On Wed, Jul 29, 2020 at 2:25 AM Bogdan Dobrelya <bdobreli@redhat.com> wrote:
On 7/28/20 6:09 PM, Wesley Hayutin wrote:
>
>
> On Tue, Jul 28, 2020 at 7:24 AM Emilien Macchi <emilien@redhat.com
> <mailto:emilien@redhat.com>> wrote:
>
>
>
>     On Tue, Jul 28, 2020 at 9:20 AM Alex Schultz <aschultz@redhat.com
>     <mailto:aschultz@redhat.com>> wrote:
>
>         On Tue, Jul 28, 2020 at 7:13 AM Emilien Macchi
>         <emilien@redhat.com <mailto:emilien@redhat.com>> wrote:
>          >
>          >
>          >
>          > On Mon, Jul 27, 2020 at 5:27 PM Wesley Hayutin
>         <whayutin@redhat.com <mailto:whayutin@redhat.com>> wrote:
>          >>
>          >> FYI...
>          >>
>          >> If you find your jobs are failing with an error similar to
>         [1], you have been rate limited by docker.io <http://docker.io>
>         via the upstream mirror system and have hit [2].  I've been
>         discussing the issue w/ upstream infra, rdo-infra and a few CI
>         engineers.
>          >>
>          >> There are a few ways to mitigate the issue however I don't
>         see any of the options being completed very quickly so I'm
>         asking for your patience while this issue is socialized and
>         resolved.
>          >>
>          >> For full transparency we're considering the following options.
>          >>
>          >> 1. move off of docker.io <http://docker.io> to quay.io
>         <http://quay.io>
>          >
>          >
>          > quay.io <http://quay.io> also has API rate limit:
>          > https://docs.quay.io/issues/429.html
>          >
>          > Now I'm not sure about how many requests per seconds one can
>         do vs the other but this would need to be checked with the quay
>         team before changing anything.
>          > Also quay.io <http://quay.io> had its big downtimes as well,
>         SLA needs to be considered.
>          >
>          >> 2. local container builds for each job in master, possibly
>         ussuri
>          >
>          >
>          > Not convinced.
>          > You can look at CI logs:
>          > - pulling / updating / pushing container images from
>         docker.io <http://docker.io> to local registry takes ~10 min on
>         standalone (OVH)
>          > - building containers from scratch with updated repos and
>         pushing them to local registry takes ~29 min on standalone (OVH).
>          >
>          >>
>          >> 3. parent child jobs upstream where rpms and containers will
>         be build and host artifacts for the child jobs
>          >
>          >
>          > Yes, we need to investigate that.
>          >
>          >>
>          >> 4. remove some portion of the upstream jobs to lower the
>         impact we have on 3rd party infrastructure.
>          >
>          >
>          > I'm not sure I understand this one, maybe you can give an
>         example of what could be removed?
>
>         We need to re-evaulate our use of scenarios (e.g. we have two
>         scenario010's both are non-voting).  There's a reason we
>         historically
>         didn't want to add more jobs because of these types of resource
>         constraints.  I think we've added new jobs recently and likely
>         need to
>         reduce what we run.
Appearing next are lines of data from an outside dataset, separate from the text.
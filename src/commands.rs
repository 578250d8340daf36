#[derive(Debug, Clone, PartialEq, Eq)]
pub enum SlashCommand {
    Model(Option<String>),
    Dir(Option<String>),
    Settings,
    New,
    Clear,
    Help,
    Unknown(String),
}

pub const HELP_TEXT: &str = "Commands:
  /model [name]     show or change the model
  /dir [path]       show or set the project folder (aliases: /folder, /project)
  /config           open settings (alias: /settings)
  /clear            clear messages in place
  /new              start a new chat
  /help             show this help";

pub fn parse_slash_command(input: &str) -> Option<SlashCommand> {
    let trimmed = input.trim();
    if !trimmed.starts_with('/') {
        return None;
    }

    let mut tokens = trimmed.split_whitespace();
    let command = tokens.next().unwrap_or(trimmed).to_string();
    let argument = tokens.collect::<Vec<_>>().join(" ");
    let argument = (!argument.is_empty()).then_some(argument);

    let parsed = match command.to_ascii_lowercase().as_str() {
        "/model" => SlashCommand::Model(argument),
        "/dir" | "/folder" | "/project" => SlashCommand::Dir(argument),
        "/config" | "/settings" => SlashCommand::Settings,
        "/new" => SlashCommand::New,
        "/clear" => SlashCommand::Clear,
        "/help" => SlashCommand::Help,
        _ => SlashCommand::Unknown(command),
    };

    Some(parsed)
}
Additionally we might want to look into reducing
>         what we run on stable branches as well.
>
>
>     Oh... removing jobs (I thought we would remove some steps of the jobs).
>     Yes big +1, this should be a continuous goal when working on CI, and
>     always evaluating what we need vs what we run now.
>
>     We should look at:
>     1) services deployed in scenarios that aren't worth testing (e.g.
>     deprecated or unused things) (and deprecate the unused things)
>     2) jobs themselves (I don't have any example beside scenario010 but
>     I'm sure there are more).
>     --
>     Emilien Macchi
>
>
> Thanks Alex, Emilien
>
> +1 to reviewing the catalog and adjusting things on an ongoing basis.
>
> All.. it looks like the issues with docker.io <http://docker.io> were
> more of a flare up than a change in docker.io <http://docker.io> policy
> or infrastructure [2].  The flare up started on July 27 8am utc and
> ended on July 27 17:00 utc, see screenshots.

The numbers of image prepare workers and its exponential fallback
intervals should be also adjusted. I've analysed the log snippet [0] for
the connection reset counts by workers versus the times the rate
limiting was triggered. See the details in the reported bug [1].

tl;dr -- for an example 5 sec interval 03:55:31,379 - 03:55:36,110:

Conn Reset Counts by a Worker PID:
       3 58412
       2 58413
       3 58415
       3 58417

which seems too much of (workers*reconnects) and triggers rate limiting
immediately.

[0]
https://13b475d7469ed7126ee9-28d4ad440f46f2186fe3f98464e57890.ssl.cf1.rackcdn.com/741228/6/check/tripleo-ci-centos-8-undercloud-containers/8e47836/logs/undercloud/var/log/tripleo-container-image-prepare.log

[1] https://bugs.launchpad.net/tripleo/+bug/1889372

--
Best regards,
Bogdan Dobrelya,
Irc #bogdando


FYI..

The issue w/ "too many requests" is back.  Expect delays and failures in attempting to merge your patches upstream across all branches.   The issue is being tracked as a critical issue.